The Netherlands is a small parliamentary democratic constitutional monarchy in the west of Europe, between the North Sea, Belgium and Germany, and is known for much more than cheese, windmills, wooden shoes and tulips.

Its recorded history starts with the Roman invasion halfway through the first century A.D. but it had its heyday in the 17th century when it disputed hegemony of the Seven Seas with the English and the Spanish empires. In that period New York, parts of India, a series of forts along the African Coast and the Colonies in Indonesia formed part of the vast Dutch Empire.

Though most historic town centers in the Netherlands date back to the Dark Ages, most building was done in the era of oversea expansion and in the nineteenth century when the industrial revolution started. In Amsterdam, Leiden or Utrecht you can see the big 17th century mansions once owned by the commanders of the Dutch fleet and those of the rich merchants who financed the wars with their overseas gains.



Amsterdam is one of the coolest cities in Europe.
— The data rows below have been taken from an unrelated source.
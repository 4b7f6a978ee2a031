use embedded_time::clock::Error;
use embedded_time::Instant;

/// A duration, in milliseconds
pub type Millis = embedded_time::duration::Milliseconds<u64>;

/// Supertrait of [`embedded_time::Clock`] pinning the
/// type of "ticks" to u64
pub trait Clock: embedded_time::Clock<T = u64> {}
impl<C: embedded_time::Clock<T = u64>> Clock for C {}

/// Data associated with a timestamp
pub struct Stamped<C: Clock, T>(pub T, pub Instant<C>);

impl<C: Clock, T: core::fmt::Debug> core::fmt::Debug for Stamped<C, T> {
  fn fmt(&self, f: &mut core::fmt::Formatter<'_>) -> core::fmt::Result {
    f.debug_tuple("Stamped")
     .field(&self.0)
     .field(&self.1.duration_since_epoch())
     .finish()
  }
}

impl<C: Clock, T: PartialEq> PartialEq for Stamped<C, T> {
  fn eq(&self, other: &Self) -> bool {
    self.0 == other.0 && self.1 == other.1
  }
}

impl<C: Clock, T: Eq> Eq for Stamped<C, T> {}

impl<C: Clock, T: Default> Default for Stamped<C, T> {
  fn default() -> Self {
    Self(T::default(), Instant::new(0))
  }
}

impl<C: Clock, T: Clone> Clone for Stamped<C, T> {
  fn clone(&self) -> Self {
    Self(self.0.clone(), self.1)
  }
}

impl<C: Clock, T: Copy> Copy for Stamped<C, T> {}

impl<C: Clock, T> Stamped<C, T> {
  /// Stamp `t` with the current time
  pub fn new(clock: &C, t: T) -> Result<Self, Error> {
    clock.try_now().map(|now| Self(t, now))
  }

  /// Borrow the data
  pub fn data(&self) -> &T {
    &self.0
  }

  /// Mutably borrow the data
  pub fn data_mut(&mut self) -> &mut T {
    &mut self.0
  }

  /// Copy the timestamp
  pub fn time(&self) -> Instant<C> {
    self.1
  }

  /// Discard the timestamp, yielding the data
  pub fn discard_timestamp(self) -> T {
    self.0
  }

  /// Map the data, keeping the timestamp
  pub fn map<R>(self, f: impl FnOnce(T) -> R) -> Stamped<C, R> {
    Stamped(f(self.0), self.1)
  }
}
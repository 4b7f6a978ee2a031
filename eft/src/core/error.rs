use crate::net::Socket;
use crate::platform::PlatformTypes;
use crate::step::ErrorKind;

/// Errors surfaced to users of [`Core`](crate::core::Core).
///
/// Transaction outcomes (`Timeout`, `Abort`) reach response handlers
/// exactly once; everything else is returned from the method that
/// failed.
pub enum Error<P: PlatformTypes> {
  /// The transaction's retransmission budget was spent without hearing
  /// back from the peer.
  Timeout,
  /// The transaction was aborted: the peer sent a Reset, or
  /// [`Core::abort`](crate::core::Core::abort) was invoked.
  ///
  /// Note that a Reset is the *expected* answer to a CoAP ping.
  Abort,
  /// A block-wise transfer is already in flight in that direction.
  Busy,
  /// A fixed-capacity buffer has no room for this transaction.
  NoBufs,
  /// The outbound message could not be serialized.
  ToBytes(eft_msg::to_bytes::MessageToBytesError),
  /// The socket failed.
  Socket(<<P as PlatformTypes>::Socket as Socket>::Error),
  /// The system clock failed.
  Clock(embedded_time::clock::Error),
  /// A step failed in some other way (already logged with more
  /// detail).
  Step(ErrorKind),
}

impl<P: PlatformTypes> Error<P> {
  pub(crate) fn of_step_kind(kind: ErrorKind) -> Self {
    match kind {
      | ErrorKind::Timeout => Self::Timeout,
      | ErrorKind::Abort => Self::Abort,
      | ErrorKind::Busy => Self::Busy,
      | ErrorKind::Capacity => Self::NoBufs,
      | kind => Self::Step(kind),
    }
  }
}

impl<P: PlatformTypes> core::fmt::Debug for Error<P> {
  fn fmt(&self, f: &mut core::fmt::Formatter<'_>) -> core::fmt::Result {
    match self {
      | Self::Timeout => f.debug_struct("Timeout").finish(),
      | Self::Abort => f.debug_struct("Abort").finish(),
      | Self::Busy => f.debug_struct("Busy").finish(),
      | Self::NoBufs => f.debug_struct("NoBufs").finish(),
      | Self::ToBytes(e) => f.debug_tuple("ToBytes").field(e).finish(),
      | Self::Socket(e) => f.debug_tuple("Socket").field(e).finish(),
      | Self::Clock(e) => f.debug_tuple("Clock").field(e).finish(),
      | Self::Step(k) => f.debug_tuple("Step").field(k).finish(),
    }
  }
}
Beautiful, hip, and laid back, with lots to do, lots to see, many pubs, food from all over the world and friendly people. A visit to this very beautiful city is sometimes like taking a walk in the 17th century, as the center of Amsterdam has a lot of charming architecture dating from this period.

This is an excellent city to tour on foot or bicycle. However, while Amsterdam may boast a lot of 17th century architecture, that's about all that's old fashioned about the place.

In summer one of the best places to go for a relaxing afternoon is the Vondelpark. It is a great park, right in the center of things and very lively. With a bit of luck you can catch a (free) outdoor concert near the water. There are also a few trendy places in the park where you can sit and have a beer, such as the Blauwe Theehuis.

If you like to watch people strolling by, a perfect place is Leidseplein. Leidseplein(=square) is bustling with activity and terraces in summertime. Another nice square is Rembrandtplein - nice cafe's and again terraces If you like spare ribs - visit De Klos just off the Leidsestraat. Beer is everywhere and it is all good.